In workplaces where trust was earned through results, managers emphasized the idea of interdependence and spelled out, both in actions and in words, how the team was more likely to achieve group goals when they pulled together in the same direction. This created a win-win orientation, which showed others that everyone would benefit from trusting one another and working cooperatively. Finally, they focused on the long haul and encouraged employees to look far down the road. If, for example, any of them incurred some short-term costs, such as by foregoing vacation to undertake a training exercise, there would be ample time to recover the costs of the investment, such as through a promotion.

In workplaces where character reigned, managers earned trust by showing their commitment through their willingness to make financial, personal and emotional investments in the well-being of the group. These commitments varied culture by culture; to an American team, a committed leader provides resources, direction, and support to get the task done, but in many Asian and Latin American countries leaders may need to get to know, and show support for, employees’ family members. Chinese employees for example, expect paternalistic leadership, while Brazilian employees expect their leaders to spend social time with them and take an interest in their personal lives.

Managers in character-driven workplaces built their credibility, and demonstrated their commitment, by making small promises and delivering on them, preferably soon after they were made, particularly in relation to an employee’s personal life. This also helped display benevolence and showed that the manager genuinely cared for employees’ well-being.
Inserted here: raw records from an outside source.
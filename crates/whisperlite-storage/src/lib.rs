pub mod history;
pub mod transcripts;
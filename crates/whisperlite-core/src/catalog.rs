use std::path::{Path, PathBuf};

use serde::Serialize;

/// A downloadable speech model and what it needs to run.
#[derive(Debug, Clone, Copy, PartialEq, Serialize)]
pub struct ModelSpec {
    pub name: &'static str,
    pub ram: &'static str,
    pub notes: &'static str,
    pub size: &'static str,
    /// Accelerator memory needed to load the model, in GiB.
    pub min_vram_gb: f64,
}

const fn spec(
    name: &'static str,
    ram: &'static str,
    notes: &'static str,
    size: &'static str,
    min_vram_gb: f64,
) -> ModelSpec {
    ModelSpec {
        name,
        ram,
        notes,
        size,
        min_vram_gb,
    }
}

pub const MODELS: &[ModelSpec] = &[
    spec("tiny", "2GB+", "Fast, lower accuracy", "152MB", 1.0),
    spec("tiny.en", "2GB+", "English-only version", "152MB", 1.0),
    spec("base", "4GB+", "Base model", "292MB", 1.0),
    spec("base.en", "4GB+", "English-only version", "292MB", 1.0),
    spec("small", "5GB+", "Smaller, higher accuracy", "1GB", 2.0),
    spec("small.en", "6GB+", "English-only version", "1GB", 2.0),
    spec("medium", "8GB+", "Medium model", "2.9GB", 5.0),
    spec("medium.en", "8GB+", "English-only version", "2.9GB", 5.0),
    spec("large", "12GB+", "Large model", "5.8GB", 10.0),
    spec("large-v2", "15GB+", "Latest large model", "5.8GB", 10.0),
    spec("large-v3", "16GB+", "Newest large model", "6.2GB", 10.0),
];

pub const DEFAULT_MODEL: &str = "base";

pub fn lookup(name: &str) -> Option<&'static ModelSpec> {
    MODELS.iter().find(|m| m.name == name)
}

pub fn names() -> impl Iterator<Item = &'static str> {
    MODELS.iter().map(|m| m.name)
}

/// Checkpoints are stored either as `<name>.pt` or `<name>.bin`.
pub fn cached_file(model_dir: &Path, name: &str) -> Option<PathBuf> {
    ["pt", "bin"]
        .iter()
        .map(|ext| model_dir.join(format!("{name}.{ext}")))
        .find(|p| p.is_file())
}

pub fn is_cached(model_dir: &Path, name: &str) -> bool {
    cached_file(model_dir, name).is_some()
}

#[cfg(test)]
mod tests {
    use super::*;

    #[test]
    fn catalog_names_are_unique_and_include_default() {
        let mut all: Vec<_> = names().collect();
        let n = all.len();
        all.sort_unstable();
        all.dedup();
        assert_eq!(all.len(), n);
        assert!(lookup(DEFAULT_MODEL).is_some());
    }

    #[test]
    fn lookup_is_exact() {
        assert_eq!(lookup("large-v3").map(|m| m.size), Some("6.2GB"));
        assert!(lookup("Large-V3").is_none());
        assert!(lookup("whisper-turbo").is_none());
    }

    #[test]
    fn cached_file_accepts_pt_or_bin() {
        let td = tempfile::tempdir().expect("tempdir");
        assert!(cached_file(td.path(), "tiny").is_none());

        std::fs::write(td.path().join("tiny.bin"), b"x").expect("write");
        assert_eq!(
            cached_file(td.path(), "tiny"),
            Some(td.path().join("tiny.bin"))
        );

        std::fs::write(td.path().join("tiny.pt"), b"x").expect("write");
        assert_eq!(cached_file(td.path(), "tiny"), Some(td.path().join("tiny.pt")));

        assert!(is_cached(td.path(), "tiny"));
        assert!(!is_cached(td.path(), "tiny.en"));
    }
}
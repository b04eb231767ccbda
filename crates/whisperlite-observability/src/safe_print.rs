// stderr logging that tolerates a missing console.
//
// `eprintln!` panics when the write fails, which happens in GUI hosts without
// an attached console. Write errors are dropped instead.

#[macro_export]
macro_rules! safe_eprintln {
    ($($arg:tt)*) => {{
        use std::io::Write;
        let _ = writeln!(std::io::stderr(), $($arg)*);
    }};
}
Again, while to an American work group, credibility refers to what happens during work hours, to people in many other countries what happens outside of work hours is as, and sometimes more, important.

We witnessed two other behaviors in character-driven trust building: bonding over commonalities and demonstrating trust. It’s common—and expected—that colleagues would search for commonalities when meeting, but in character-driven cultures, these commonalities take on extra importance. While in the U.S, it’s normal when first meeting a colleague to discuss common interests like sports and movies, in many other countries people tend to be more curious about each other, so even such casual discussions are often deeper. And once commonalities are found, they can lead to actions that benefit both parties. A Middle Eastern executive who was approached by an American executive to do business, discovered that they had both attended the same program in the same university. The change in his attitude was profound. He treated the American executive like a long-lost brother and they developed a deep relationship. Finally, we saw managers successfully building trust by taking the first step: they took actions that showed that they trusted their employees. Knowing that all trust involves some degree of risk, they expected trust to build and grow over time with positive interactions in a virtuous cycle of ever-increasing degrees of trust. Their colleagues generally responded by showing themselves to be worthy of being trusted to a greater and greater extent and in turn trusted the manager.

An awareness and understanding of different cultural trust-building norms across countries can go a long way in smoothing and enhancing work relationships. Conversely, a lack of awareness and understanding can be frustrating and painful. In our research we spoke with a Danish executive in charge of a Latin American operation who spent twelve difficult months trying to bond with her team before she figured out that trust levels in Latin America were nowhere close to those in Denmark. Once she understood how to build trust with her Latin American team and adapted her leadership style, she was able to succeed.